What is required
Among the entries, find the lines with the string "CoreCategory" and copy them.

Source data
//! Layered template store: the first layer that knows an id wins.

use cradle_core::{
    application::{ApplicationError, ports::TemplateStore},
    domain::TemplateId,
    error::{CradleError, CradleResult},
};

/// Stack of stores searched in order.
///
/// Typical use puts a [`DirectoryTemplateStore`](super::DirectoryTemplateStore)
/// over the [`EmbeddedTemplateStore`](super::EmbeddedTemplateStore) so users
/// can override individual built-in templates.
#[derive(Default)]
pub struct OverlayTemplateStore {
    layers: Vec<Box<dyn TemplateStore>>,
}

impl OverlayTemplateStore {
    pub fn new() -> Self {
        Self::default()
    }

    /// Add a layer below the existing ones.
    pub fn with_layer(mut self, store: impl TemplateStore + 'static) -> Self {
        self.layers.push(Box::new(store));
        self
    }
}

impl TemplateStore for OverlayTemplateStore {
    fn get(&self, id: &TemplateId) -> CradleResult<String> {
        for layer in &self.layers {
            match layer.get(id) {
                Err(CradleError::Application(ApplicationError::TemplateNotFound { .. })) => continue,
                other => return other,
            }
        }
        Err(ApplicationError::TemplateNotFound { id: id.to_string() }.into())
    }

    fn list(&self) -> CradleResult<Vec<TemplateId>> {
        let mut ids = Vec::new();
        for layer in &self.layers {
            ids.extend(layer.list()?);
        }
        ids.sort();
        ids.dedup();
        Ok(ids)
    }
}

#[cfg(test)]
mod tests {
    use std::fs;

    use super::*;
    use crate::template_store::{DirectoryTemplateStore, EmbeddedTemplateStore};

    #[test]
    fn user_layer_overrides_builtin() {
        let dir = tempfile::tempdir().unwrap();
        fs::write(dir.path().join("README.md.hbs"), "# custom").unwrap();

        let store = OverlayTemplateStore::new()
            .with_layer(DirectoryTemplateStore::new(dir.path()))
            .with_layer(EmbeddedTemplateStore::new());

        assert_eq!(store.get(&"README.md.hbs".into()).unwrap(), "# custom");
        assert!(store.get(&"tsconfig.json.hbs".into()).unwrap().contains("compilerOptions"));
    }

    #[test]
    fn list_is_deduplicated_union() {
        let dir = tempfile::tempdir().unwrap();
        fs::write(dir.path().join("README.md.hbs"), "x").unwrap();
        fs::write(dir.path().join("extra.hbs"), "y").unwrap();

        let store = OverlayTemplateStore::new()
            .with_layer(DirectoryTemplateStore::new(dir.path()))
            .with_layer(EmbeddedTemplateStore::new());

        let ids = store.list().unwrap();
        let builtin = EmbeddedTemplateStore::new().list().unwrap();
        assert_eq!(ids.len(), builtin.len() + 1);
    }

    #[test]
    fn empty_overlay_finds_nothing() {
        let store = OverlayTemplateStore::new();
        assert!(store.get(&"README.md.hbs".into()).is_err());
        assert!(store.list().unwrap().is_empty());
    }
}
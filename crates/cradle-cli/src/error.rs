//! CLI errors: categories, exit codes and the stderr report.

use std::error::Error;

use owo_colors::OwoColorize;
use thiserror::Error;

use cradle_core::error::CradleError;

pub use cradle_core::error::ErrorCategory as CoreCategory;

/// Result type alias for CLI operations.
pub type CliResult<T> = Result<T, CliError>;

/// Everything that can end a `cradle` run early.
#[derive(Debug, Error)]
pub enum CliError {
    /// A configuration file or value could not be read, parsed, or written.
    #[error("Configuration error: {message}")]
    ConfigError {
        message: String,
        #[source]
        source: Option<Box<dyn Error + Send + Sync>>,
    },

    /// An error propagated from `cradle-core` or its adapters.
    #[error("Scaffolding failed: {0}")]
    Core(#[from] CradleError),

    #[error("I/O error: {message}")]
    IoError {
        message: String,
        #[source]
        source: std::io::Error,
    },
}

impl From<std::io::Error> for CliError {
    fn from(err: std::io::Error) -> Self {
        CliError::IoError {
            message: err.to_string(),
            source: err,
        }
    }
}

impl CliError {
    /// Next steps to print under the error.
    pub fn suggestions(&self) -> Vec<String> {
        match self {
            Self::ConfigError { .. } => vec![
                format!(
                    "Check your config file at {} or .cradle.toml",
                    crate::config::AppConfig::config_path().display()
                ),
                "Run 'cradle config list' to see the effective configuration".into(),
                "Run 'cradle init --force' to restore the defaults".into(),
            ],
            Self::Core(core_err) => core_err.suggestions(),
            Self::IoError { .. } => vec!["Check file permissions and free disk space".into()],
        }
    }

    pub fn category(&self) -> ErrorCategory {
        match self {
            Self::ConfigError { .. } => ErrorCategory::Configuration,
            Self::Core(core) => match core.category() {
                CoreCategory::Validation => ErrorCategory::UserError,
                CoreCategory::NotFound => ErrorCategory::NotFound,
                CoreCategory::External | CoreCategory::Internal => ErrorCategory::Internal,
            },
            Self::IoError { .. } => ErrorCategory::Internal,
        }
    }

    /// Exit code to pass to the OS.
    ///
    /// | Category      | Code |
    /// |---------------|------|
    /// | User error    |  2   |
    /// | Not found     |  3   |
    /// | Configuration |  4   |
    /// | Internal      |  1   |
    pub fn exit_code(&self) -> u8 {
        match self.category() {
            ErrorCategory::UserError => 2,
            ErrorCategory::NotFound => 3,
            ErrorCategory::Configuration => 4,
            ErrorCategory::Internal => 1,
        }
    }

    /// Render the error block printed on stderr.
    ///
    /// `verbose` adds the source chain; `colored` adds ANSI styling.
    pub fn report(&self, verbose: bool, colored: bool) -> String {
        let paint = |text: &str, style: fn(&str) -> String| {
            if colored { style(text) } else { text.to_owned() }
        };

        let mut out = format!(
            "\n{} {}\n",
            paint("\u{2717} Error:", |t| t.red().bold().to_string()),
            paint(&self.to_string(), |t| t.red().to_string()),
        );

        if verbose {
            let mut source = self.source();
            while let Some(err) = source {
                let line = format!("  Caused by: {err}");
                out.push_str(&paint(&line, |t| t.dimmed().to_string()));
                out.push('\n');
                source = err.source();
            }
        }

        let suggestions = self.suggestions();
        if !suggestions.is_empty() {
            out.push('\n');
            out.push_str(&paint("Suggestions:", |t| t.yellow().bold().to_string()));
            out.push('\n');
            for suggestion in suggestions {
                out.push_str(&format!("  {suggestion}\n"));
            }
        }

        if !verbose {
            out.push('\n');
            out.push_str(&paint("Use -v for more details.", |t| t.dimmed().to_string()));
            out.push('\n');
        }

        out
    }

    /// Log the error using tracing.
    pub fn log(&self) {
        match self.category() {
            ErrorCategory::UserError | ErrorCategory::NotFound => tracing::warn!(error = %self),
            ErrorCategory::Configuration | ErrorCategory::Internal => tracing::error!(error = %self),
        }
        if let Some(source) = self.source() {
            tracing::debug!(cause = %source);
        }
    }
}

/// Coarse classification driving the exit code.
#[derive(Debug, Clone, Copy, PartialEq, Eq)]
pub enum ErrorCategory {
    /// Bad package name or an existing target directory.
    UserError,
    /// Resource not found.
    NotFound,
    /// Configuration error.
    Configuration,
    /// Internal/system error, including a failed `npm init`.
    Internal,
}

// ── IntoCli trait ─────────────────────────────────────────────────────────────

/// Attach a message to a foreign error while turning it into a [`CliError`].
///
/// There is no blanket impl; it would overlap the concrete ones.
pub trait IntoCli<T> {
    fn with_cli_context<F, S>(self, f: F) -> CliResult<T>
    where
        F: FnOnce() -> S,
        S: Into<String>;
}

impl<T> IntoCli<T> for Result<T, std::io::Error> {
    fn with_cli_context<F, S>(self, f: F) -> CliResult<T>
    where
        F: FnOnce() -> S,
        S: Into<String>,
    {
        self.map_err(|e| CliError::IoError {
            message: f().into(),
            source: e,
        })
    }
}

impl<T> IntoCli<T> for Result<T, toml::ser::Error> {
    fn with_cli_context<F, S>(self, f: F) -> CliResult<T>
    where
        F: FnOnce() -> S,
        S: Into<String>,
    {
        self.map_err(|e| CliError::ConfigError {
            message: f().into(),
            source: Some(Box::new(e)),
        })
    }
}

Solution for this task
pub use cradle_core::error::ErrorCategory as CoreCategory;
                CoreCategory::Validation => ErrorCategory::UserError,
                CoreCategory::NotFound => ErrorCategory::NotFound,
                CoreCategory::External | CoreCategory::Internal => ErrorCategory::Internal,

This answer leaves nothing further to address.